It’s beginning to look a lot like Christmas…and we have all the Christmassy produce you need…
Brussels sprouts (Mini Cabbages perhaps!!!)
The Brussels sprout is part of the cabbage family grown for its edible buds. The leafy green vegetables are generally 3-4cm in diameter and look like miniature cabbages. The Brussels sprout is very popular in Brussels, Belgium, and may well have originated there. Love them or hate them you know that Christmas is almost upon us! We even have purple ones!
Clementines and Satsumas
Christmas wouldn’t be Christmas with these two beauties which similar to tangerines but are cultivated to be seedless. They are great peeled, poached in syrup and set in a jar as a Christmas gift.
One of nature’s winters treats, sadly somewhat under used in the UK. Cracking roasted on an open fire (or a song maybe?). How about chestnut and tarragon stuffing, chestnut and chocolate truffles, chestnut and vanilla ice cream … just for starters.
Chestnuts are available fresh, pureed and vacuum-packed. There are two types of puréed chestnut: sweetened and unsweetened, which are used in sweet and savoury dishes respectively (the sweetened version is used in the classic Mont Blanc). Our vacuum-packed chestnuts are made from whole nuts and work well in soups, stuffing, stews and sauces.

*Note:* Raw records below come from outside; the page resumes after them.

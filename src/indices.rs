//! These indices are for library internal use only.

/// Index of a page within a document's flattened page list (0-based).
#[derive(Copy, Clone, Debug, Eq, PartialEq, Hash, PartialOrd, Ord)]
pub struct PdfPageIndex(pub(crate) usize);

impl PdfPageIndex {
    pub fn new(i: usize) -> Self {
        PdfPageIndex(i)
    }

    pub fn get(self) -> usize {
        self.0
    }
}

The humble cranberry sauce as we know it, a thick sour jam like addition to our Christmas lunch. Cranberries are technically a shrub and most are water harvested meaning cranberries are mostly grown in bogs. Cranberries can be used in cranberry sauce, chutneys, smoothies and straight forward juice for breakfast.
We have super mini mince pies in stock – these are perfect as petit fours or as part of an afternoon tea delight. We think small is beautiful when it comes to mince pies.
We have the super Charisworth Turkeys, which are barn reared in Dorset and they are absolutely gorgeous. We can offer you: Bronze turkeys (5kg – 7kg), White turkeys (5kg – 9kg) and White turkeys (10kg – 15kg).
Or why not go for a Turkey Butterfly no bones, no fuss (5kg).
We have the wonderful Matthew Walker Christmas puddings in stock. How about serving with spiced clotted cream or rum sauce?
Pigs in blankets
We have pigs – venison and red wine, wild boar and apple, Toulouse, lamb and mint as well as traditional pork and we have blankets – streaky, back, smoked and unsmoked.
Baby Piccolo Parsnips and Mixed Colour Chantenay Carrots
Both ideal for roasting with olive oil, sea salt & thyme.
We have Chanterelles, Pied de Mouton and Trompette de la Mort, all looking good.
The flavour of Chanterelles is distinctive because they stand up so well to main ingredients in stews, soups and other main courses. Chanterelles are only found in the wild, and are highly prized in the culinary world as their season is not long enough. Yellow Chanterelles bear a fruity smell reminiscent of apricots and boast a mild peppery taste.
Pied de Mouton
These light tasting peppery Pied de Moutons are best cooked slowly in casseroles and soups. Known in England as Hedgehog Mushroom, Pied de Mouton means sheep’s foot in French.
Trompette de la Mort
Trompette de la Mort is French for “Trumpet of death.” This wild mushroom is, in fact, trumpet-shaped – Its cap is thin and gently ruffled, its colour ranges from dark grey to black. The flavour is rich, deep and somewhat nutty.
Pears are really in full swing at the moment. Their fine, slightly granular flesh is much more fragile than apples and, unlike most fruit, they improve in flavour and texture after they’re picked. We have Williams pears which are stunning at the moment and ideally poached in Sauternes and served in a vanilla panacotta.
Curly kale is a sturdy winter brassica with an earthy flavour and frilly leaves that grow from a central stalk. For best results, either cook very briefly in a large volume of ready-boiling water or stir-fry as a side dish. Add a small amount to soups, pasta sauces, bean dishes and colcannon.
A member of the cabbage family, kale comes in two forms: kale, which has smooth leaves, and curly kale, which has crinkly leaves. Make your own Kale chips, remove the central stalk, and then oven bake leaves with olive oil and salt for 20mins.
Leeks are very versatile and work well cooked in various recipes or as a side dish. Two of the world’s most famous soups, Scotland’s cock-a-leekie and France’s crème vichyssoise, are based around them.
Originally known as “Swedish Turnips”, but also known as turnips or “neeps” in Scotland, and rutabaga in the USA, swedes are a staple of many casseroles, stews and soups and of course amazing mashed with butter and black pepper.
The unsung hero of the vegetable world, knobbly, odd-shaped celeriac has a subtle, celery-like flavour, with nutty overtones. You can mash or roast; use it in slow-cook dishes or in its classic form as a remoulade.
The game season is now in full swing so we have a plentiful stock of Venison (Saddles and Haunches) Pheasant, Partridge, Pigeon and Rabbit.